More on Alberts indictment can be found in my post here, including some text from the original press release:

“According to the government’s evidence, Alberts arrived at the Capitol on Jan. 6, 2021, wearing a body armor vest containing metal plates, a two-way radio with a throat mic, and a military backpack containing eight bungee cords, a flashlight, a ski mask, a meal-ready-to-eat kit, a first aid kit, military trousers, and a pocketknife. That day, Alberts carried with him, in a holster, a 9-millimeter pistol loaded with 12 rounds of ammunition and an additional bullet in the chamber.  Alberts also wore a separate holster containing an additional 12 rounds of ammunition, which included “hollow point” bullets.”

On May 1, 1865, just weeks after the Civil War ended, formerly enslaved Black Americans returned to a racetrack in Charleston, South Carolina. During the war, it had served as a Confederate prison camp. Union soldiers who died there had been buried in a mass grave behind the grandstand. [1][2]

As historian Alexis Coe describes it, they came back with shovels, roses, and children carrying wreaths. They exhumed the bodies, reburied them properly, and enclosed the new cemetery they created with an arch reading: "Martyrs of the Race Course."

Historian David Blight, author of the Pulitzer Prize-winning biography of Frederick Douglass, has called it the first Memorial Day. [3]

It wasn't an official ceremony or proclaimed by generals or politicians. It was organized by people who understood what the war had been about, and who the dead were, and why they needed to be honored. Before anyone could let the story fade, remove slavery from the center of it, or rewrite the meaning of the sacrifice, the people who had survived the Confederacy told the truth in public.

That is how Memorial Day began with a refusal to let the record disappear.

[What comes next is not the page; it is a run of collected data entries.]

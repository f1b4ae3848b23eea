//! Configuration types and loading.
//!
//! Config is loaded from a JSON file (e.g. `~/.rumbo/config.json`) and environment.
//! Kept minimal: gateway bind/port and the Wati channel credentials.

use anyhow::{Context, Result};
use serde::{Deserialize, Serialize};
use std::path::PathBuf;

/// Top-level application config.
#[derive(Debug, Clone, Default, Serialize, Deserialize)]
#[serde(rename_all = "camelCase")]
pub struct Config {
    /// Gateway server settings.
    #[serde(default)]
    pub gateway: GatewayConfig,

    /// Channel settings (Wati).
    #[serde(default)]
    pub channels: ChannelsConfig,
}

/// Gateway bind and port settings.
#[derive(Debug, Clone, Serialize, Deserialize)]
#[serde(rename_all = "camelCase")]
pub struct GatewayConfig {
    /// Port for the webhook HTTP server (default 8787).
    #[serde(default = "default_gateway_port")]
    pub port: u16,

    /// Bind address (default "127.0.0.1").
    #[serde(default = "default_gateway_bind")]
    pub bind: String,
}

fn default_gateway_port() -> u16 {
    8787
}

fn default_gateway_bind() -> String {
    "127.0.0.1".to_string()
}

impl Default for GatewayConfig {
    fn default() -> Self {
        Self {
            port: default_gateway_port(),
            bind: default_gateway_bind(),
        }
    }
}

/// Per-channel config.
#[derive(Debug, Clone, Default, Serialize, Deserialize)]
#[serde(rename_all = "camelCase")]
pub struct ChannelsConfig {
    #[serde(default)]
    pub wati: WatiChannelConfig,
}

/// Wati channel config.
#[derive(Debug, Clone, Default, Serialize, Deserialize)]
#[serde(rename_all = "camelCase")]
pub struct WatiChannelConfig {
    /// Tenant API base URL (e.g. "https://live-server-12345.wati.io"). When unset the shared live server is used.
    pub api_url: Option<String>,

    /// Bearer token for the Wati REST API. Overridden by WATI_API_TOKEN env when set.
    pub api_token: Option<String>,

    /// Only this wa_id may trigger the responder. Overridden by RUMBO_ALLOWED_SENDER env. Unset means open access.
    pub allowed_sender: Option<String>,
}

/// Env value when set and non-empty, otherwise the config value (trimmed, non-empty).
fn resolve_env_or_config(env_key: &str, config_value: Option<&str>) -> Option<String> {
    std::env::var(env_key)
        .ok()
        .map(|s| s.trim().to_string())
        .filter(|s| !s.is_empty())
        .or_else(|| {
            config_value
                .map(|s| s.trim().to_string())
                .filter(|s| !s.is_empty())
        })
}

/// Resolve the Wati API token: env WATI_API_TOKEN overrides config.
pub fn resolve_wati_token(config: &Config) -> Option<String> {
    resolve_env_or_config("WATI_API_TOKEN", config.channels.wati.api_token.as_deref())
}

/// Resolve the allow-listed sender: env RUMBO_ALLOWED_SENDER overrides config.
/// None disables the allow-list check entirely.
pub fn resolve_allowed_sender(config: &Config) -> Option<String> {
    resolve_env_or_config(
        "RUMBO_ALLOWED_SENDER",
        config.channels.wati.allowed_sender.as_deref(),
    )
}

/// True if the bind address is loopback (127.0.0.1, ::1, etc.).
pub fn is_loopback_bind(bind: &str) -> bool {
    let b = bind.trim();
    b == "127.0.0.1" || b == "::1" || b == "localhost"
}

/// Resolve config path from env or default.
pub fn default_config_path() -> PathBuf {
    std::env::var("RUMBO_CONFIG_PATH").map(PathBuf::from).unwrap_or_else(|_| {
        dirs::home_dir()
            .map(|h| h.join(".rumbo").join("config.json"))
            .unwrap_or_else(|| PathBuf::from("config.json"))
    })
}

/// Load config from the default path (or RUMBO_CONFIG_PATH). Missing file => default config.
/// Returns the config and the path that was used.
pub fn load_config(path: Option<PathBuf>) -> Result<(Config, PathBuf)> {
    let path = path.unwrap_or_else(default_config_path);
    let config = if !path.exists() {
        log::debug!("config file not found, using defaults: {}", path.display());
        Config::default()
    } else {
        let s = std::fs::read_to_string(&path)
            .with_context(|| format!("reading config from {}", path.display()))?;
        serde_json::from_str(&s)
            .with_context(|| format!("parsing config from {}", path.display()))?
    };
    Ok((config, path))
}

#[cfg(test)]
mod tests {
    use super::*;

    #[test]
    fn default_gateway_port_and_bind() {
        let g = GatewayConfig::default();
        assert_eq!(g.port, 8787);
        assert_eq!(g.bind, "127.0.0.1");
    }

    #[test]
    fn parses_wati_section() {
        let config: Config = serde_json::from_str(
            r#"{
                "gateway": { "port": 9000 },
                "channels": {
                    "wati": {
                        "apiUrl": "https://live-server-12345.wati.io",
                        "apiToken": "tok",
                        "allowedSender": "34600111222"
                    }
                }
            }"#,
        )
        .expect("parse config");
        assert_eq!(config.gateway.port, 9000);
        assert_eq!(config.gateway.bind, "127.0.0.1");
        assert_eq!(
            config.channels.wati.api_url.as_deref(),
            Some("https://live-server-12345.wati.io")
        );
        assert_eq!(config.channels.wati.api_token.as_deref(), Some("tok"));
        assert_eq!(
            config.channels.wati.allowed_sender.as_deref(),
            Some("34600111222")
        );
    }

    #[test]
    fn empty_object_gives_defaults() {
        let config: Config = serde_json::from_str("{}").expect("parse config");
        assert_eq!(config.gateway.port, 8787);
        assert!(config.channels.wati.api_token.is_none());
        assert!(config.channels.wati.allowed_sender.is_none());
    }

    #[test]
    fn loopback_binds() {
        assert!(is_loopback_bind("127.0.0.1"));
        assert!(is_loopback_bind("localhost"));
        assert!(is_loopback_bind("::1"));
        assert!(!is_loopback_bind("0.0.0.0"));
    }
}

In the following years, Gen. John Logan formalized the observance in 1868, calling for decoration of the graves of Union soldiers on May 30, and New York became the first state to make it a legal holiday in 1873. [4] After World War I, it expanded to honor those who died in all of America's wars. Congress set it permanently on the last Monday of May in 1971.

More than 150 years of honoring the fallen and insisting that what happened - and why - must not be forgotten.

We do this because history is not sentiment; it is the collection of events, facts, and rationales, giving us understanding about what happened in our past and why. And, most importantly, it is used to inform the decisions we make today.

If we forget our history, we may make the same mistakes others made in the past.  If we choose to ignore our history, we’re valuing something else than making good decisions for our country.

With respect to Memorial Day, it is how we learn what sacrifice means, what threats to our Republic look like, and what it costs when people are willing to give everything to preserve what we have.

Good decision making requires accurate understanding of what happened and why. Erasing history doesn't make better decisions possible - it makes better decisions impossible.

Which leads us to the current efforts to erase history.

The Justice Department quietly deleted hundreds of press releases from its website detailing the charges against individuals who participated in the January 6, 2021, Capitol riot. The department described this as "stripping DOJ's website of partisan propaganda." [5] The same administration that mass-pardoned the rioters on its first day back in office, fired the prosecutors who tried the cases, and proposed a $1.8 billion fund to compensate those convicted [6] is now removing the documentation of what happened from the public record.

It is said that history doesn’t repeat itself, but it does rhyme.

The supporters of the Confederacy wanted to keep the institution of slavery alive in America.  The supporters of the January 6 insurrection wanted to overthrow a free and fair election in our country.

Yet, after being stopped, supporters went on to erase the evidence of their misdeeds.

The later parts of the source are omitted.